With the early 18th century emergence of Phanariote rule over the Danubian Principalities, Greek culture became a norm. On one hand, this meant a noted neglect for the institutions inside the countries; on the other, the channeling of Princes' energies into emancipation from Ottoman rule, through projects that aimed for the erasing of inner borders of the Empire, moving toward the creation of an all-Balkan, neo-Byzantine state (seen as the extended identity of Greekdom). To these was added the omnipresence and omnipotence of Greek ethnic clerics at all levels of the religious hierarchy, with many monasteries becoming directly submitted to similar institutions in Greece, after being gradually granted by successive Princes.

Thus, the emergence of Greek nationalism opened the two lands to revolution, as the main concentrations of political power available to it at the time, and the ones sharing a border with the expected supporter of the cause - Imperial Russia.
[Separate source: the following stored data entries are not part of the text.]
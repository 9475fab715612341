//! Error types for nereus-io.

use std::path::PathBuf;

use chrono::NaiveDateTime;

/// Error type for all fallible operations in the nereus-io crate.
///
/// Covers filesystem and NetCDF failures, time-axis parsing issues, and
/// the two data-availability conditions the batch loop cares about:
/// a missing valid time in a model file (recoverable per step) and a
/// lead time the model cycle cannot serve (fatal).
#[derive(Debug, thiserror::Error)]
pub enum IoError {
    /// Returned when a required file does not exist on disk.
    #[error("file not found: {}", path.display())]
    FileNotFound {
        /// Path that could not be found.
        path: PathBuf,
    },

    /// Wraps a filesystem error.
    #[error("io error: {reason}")]
    Io {
        /// Description of the underlying filesystem failure.
        reason: String,
    },

    /// Wraps an error originating from the NetCDF library.
    #[error("netcdf error: {reason}")]
    Netcdf {
        /// Description of the underlying NetCDF failure.
        reason: String,
    },

    /// Returned when a required variable is not present in a file.
    #[error("variable '{name}' not found in {}", path.display())]
    MissingVariable {
        /// Name of the missing variable.
        name: String,
        /// Path to the file that was inspected.
        path: PathBuf,
    },

    /// Returned when a dimension or axis has an unexpected size.
    #[error("dimension '{name}' mismatch: expected {expected}, got {got}")]
    DimensionMismatch {
        /// Name of the dimension.
        name: String,
        /// Expected size.
        expected: usize,
        /// Actual size.
        got: usize,
    },

    /// Returned when a time value or units string cannot be parsed.
    #[error("invalid time: {reason}")]
    InvalidTime {
        /// Description of the time parsing issue.
        reason: String,
    },

    /// Returned when a model file holds no field for the requested valid
    /// time. Batch loops log this and move to the next step.
    #[error("no model data for time step {valid_time}")]
    NoDataForTimeStep {
        /// The valid time that was requested.
        valid_time: NaiveDateTime,
    },

    /// Returned when a requested lead time cannot be served by the model
    /// cycle. This aborts the run.
    #[error("lead time {lead_hours} h unavailable for model '{model}': {reason}")]
    LeadTimeUnavailable {
        /// Model identifier from the configuration.
        model: String,
        /// The offending lead time in hours.
        lead_hours: u32,
        /// Why the cadence check rejected it.
        reason: String,
    },

    /// Wraps an error from the quality-control smoother.
    #[error("qc error: {reason}")]
    Qc {
        /// Description of the underlying smoothing failure.
        reason: String,
    },
}

impl From<netcdf::Error> for IoError {
    fn from(e: netcdf::Error) -> Self {
        IoError::Netcdf {
            reason: e.to_string(),
        }
    }
}

impl From<std::io::Error> for IoError {
    fn from(e: std::io::Error) -> Self {
        IoError::Io {
            reason: e.to_string(),
        }
    }
}

impl From<nereus_qc::QcError> for IoError {
    fn from(e: nereus_qc::QcError) -> Self {
        IoError::Qc {
            reason: e.to_string(),
        }
    }
}
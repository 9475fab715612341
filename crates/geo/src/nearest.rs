//! Nearest grid cell search over a 2-D coordinate grid.

use crate::error::GeoError;
use crate::haversine::haversine;

/// Result of a nearest-cell search.
///
/// `cells` holds `(row, col)` indices of every cell achieving the minimum
/// distance, in row-major scan order. It is empty when all cells are masked
/// out or the minimum exceeds the distance limit; callers treat that as
/// "no match", not as an error.
#[derive(Debug, Clone, PartialEq)]
pub struct NearestMatch {
    /// Tied nearest cells in row-major scan order.
    pub cells: Vec<(usize, usize)>,
    /// Distance in km to the nearest cell(s); NaN when `cells` is empty.
    pub distance_km: f64,
}

impl NearestMatch {
    fn empty() -> Self {
        Self {
            cells: Vec::new(),
            distance_km: f64::NAN,
        }
    }

    /// Returns true when no cell satisfied the search constraints.
    pub fn is_empty(&self) -> bool {
        self.cells.is_empty()
    }
}

/// Finds the grid cell(s) nearest to `(target_lat, target_lon)`.
///
/// `lats` and `lons` are flat row-major `ny` x `nx` slices of per-cell
/// coordinates. An optional `mask` excludes cells (`false` = skip); an
/// optional `max_distance_km` turns far-away minima into an empty result.
/// Exact distance ties are all reported, in row-major scan order.
pub fn nearest_cells(
    lats: &[f64],
    lons: &[f64],
    ny: usize,
    nx: usize,
    target_lat: f64,
    target_lon: f64,
    mask: Option<&[bool]>,
    max_distance_km: Option<f64>,
) -> Result<NearestMatch, GeoError> {
    let cells = ny * nx;
    if lats.len() != cells {
        return Err(GeoError::GridShapeMismatch {
            ny,
            nx,
            len: lats.len(),
        });
    }
    if lons.len() != cells {
        return Err(GeoError::GridShapeMismatch {
            ny,
            nx,
            len: lons.len(),
        });
    }
    if let Some(m) = mask {
        if m.len() != cells {
            return Err(GeoError::MaskLengthMismatch {
                mask: m.len(),
                cells,
            });
        }
    }

    let mut min_dist = f64::INFINITY;
    let mut tied: Vec<usize> = Vec::new();
    for i in 0..cells {
        if let Some(m) = mask {
            if !m[i] {
                continue;
            }
        }
        let d = haversine(lons[i], lats[i], target_lon, target_lat);
        if d < min_dist {
            min_dist = d;
            tied.clear();
            tied.push(i);
        } else if d == min_dist {
            tied.push(i);
        }
    }

    if tied.is_empty() {
        return Ok(NearestMatch::empty());
    }
    if let Some(limit) = max_distance_km {
        if min_dist > limit {
            return Ok(NearestMatch::empty());
        }
    }

    Ok(NearestMatch {
        cells: tied.into_iter().map(|i| (i / nx, i % nx)).collect(),
        distance_km: min_dist,
    })
}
The Wallachian stage of the Greek War of Independence consumed itself in a conflict between the initially supportive Anti-Ottoman Revolt led by Tudor Vladimirescu and the Philikí Etaireía, while Moldavia was under Greek occupation for a limited duration. The outcome only served to stir up animosity, and the Ottomans were receptive to the demands, putting an end to the Phanariote system in 1822.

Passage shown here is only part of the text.